RECORDS SHOWN Start Marker

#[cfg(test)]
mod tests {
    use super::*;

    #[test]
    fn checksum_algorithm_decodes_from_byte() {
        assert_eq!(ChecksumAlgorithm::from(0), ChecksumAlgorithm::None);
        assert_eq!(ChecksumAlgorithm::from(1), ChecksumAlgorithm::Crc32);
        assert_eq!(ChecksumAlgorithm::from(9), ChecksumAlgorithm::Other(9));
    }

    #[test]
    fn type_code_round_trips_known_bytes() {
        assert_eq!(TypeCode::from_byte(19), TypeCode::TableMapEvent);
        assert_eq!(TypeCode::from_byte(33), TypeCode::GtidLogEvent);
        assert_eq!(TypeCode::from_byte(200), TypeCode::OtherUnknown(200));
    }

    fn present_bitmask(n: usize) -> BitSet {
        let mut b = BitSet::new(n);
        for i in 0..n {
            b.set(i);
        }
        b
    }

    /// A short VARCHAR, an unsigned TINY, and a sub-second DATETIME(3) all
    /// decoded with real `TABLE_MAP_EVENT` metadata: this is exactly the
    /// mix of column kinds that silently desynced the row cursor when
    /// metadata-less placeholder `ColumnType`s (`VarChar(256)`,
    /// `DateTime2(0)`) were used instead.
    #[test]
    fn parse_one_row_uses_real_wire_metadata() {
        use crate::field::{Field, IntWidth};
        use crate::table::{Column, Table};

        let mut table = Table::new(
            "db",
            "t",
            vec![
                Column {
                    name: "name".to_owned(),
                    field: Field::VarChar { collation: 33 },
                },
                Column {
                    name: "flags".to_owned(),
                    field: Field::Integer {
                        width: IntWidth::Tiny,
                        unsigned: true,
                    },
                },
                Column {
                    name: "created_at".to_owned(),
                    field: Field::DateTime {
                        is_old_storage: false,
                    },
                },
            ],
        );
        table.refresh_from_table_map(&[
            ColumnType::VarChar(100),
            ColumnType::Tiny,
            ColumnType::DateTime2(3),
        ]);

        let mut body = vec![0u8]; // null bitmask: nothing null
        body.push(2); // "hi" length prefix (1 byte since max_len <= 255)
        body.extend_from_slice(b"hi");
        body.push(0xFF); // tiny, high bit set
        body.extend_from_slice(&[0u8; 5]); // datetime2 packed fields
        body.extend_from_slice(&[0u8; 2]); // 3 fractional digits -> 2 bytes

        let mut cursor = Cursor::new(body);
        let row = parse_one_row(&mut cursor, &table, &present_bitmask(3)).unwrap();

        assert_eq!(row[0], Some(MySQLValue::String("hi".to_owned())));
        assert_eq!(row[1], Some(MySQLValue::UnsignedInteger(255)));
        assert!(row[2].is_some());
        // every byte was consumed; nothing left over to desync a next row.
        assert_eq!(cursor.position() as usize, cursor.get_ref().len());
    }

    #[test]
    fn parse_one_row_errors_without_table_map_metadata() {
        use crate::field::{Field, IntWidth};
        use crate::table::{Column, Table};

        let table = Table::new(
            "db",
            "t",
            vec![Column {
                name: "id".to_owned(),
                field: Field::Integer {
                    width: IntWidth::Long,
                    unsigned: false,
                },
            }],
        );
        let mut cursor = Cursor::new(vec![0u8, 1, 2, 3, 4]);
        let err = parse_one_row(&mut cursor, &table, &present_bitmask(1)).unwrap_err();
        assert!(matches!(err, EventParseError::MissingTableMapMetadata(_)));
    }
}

RECORDS SHOWN End Marker

Using the listing above, show each line with the word "false" in it.

● **WRITTEN RESPONSE**:
                        is_old_storage: false,
                    unsigned: false,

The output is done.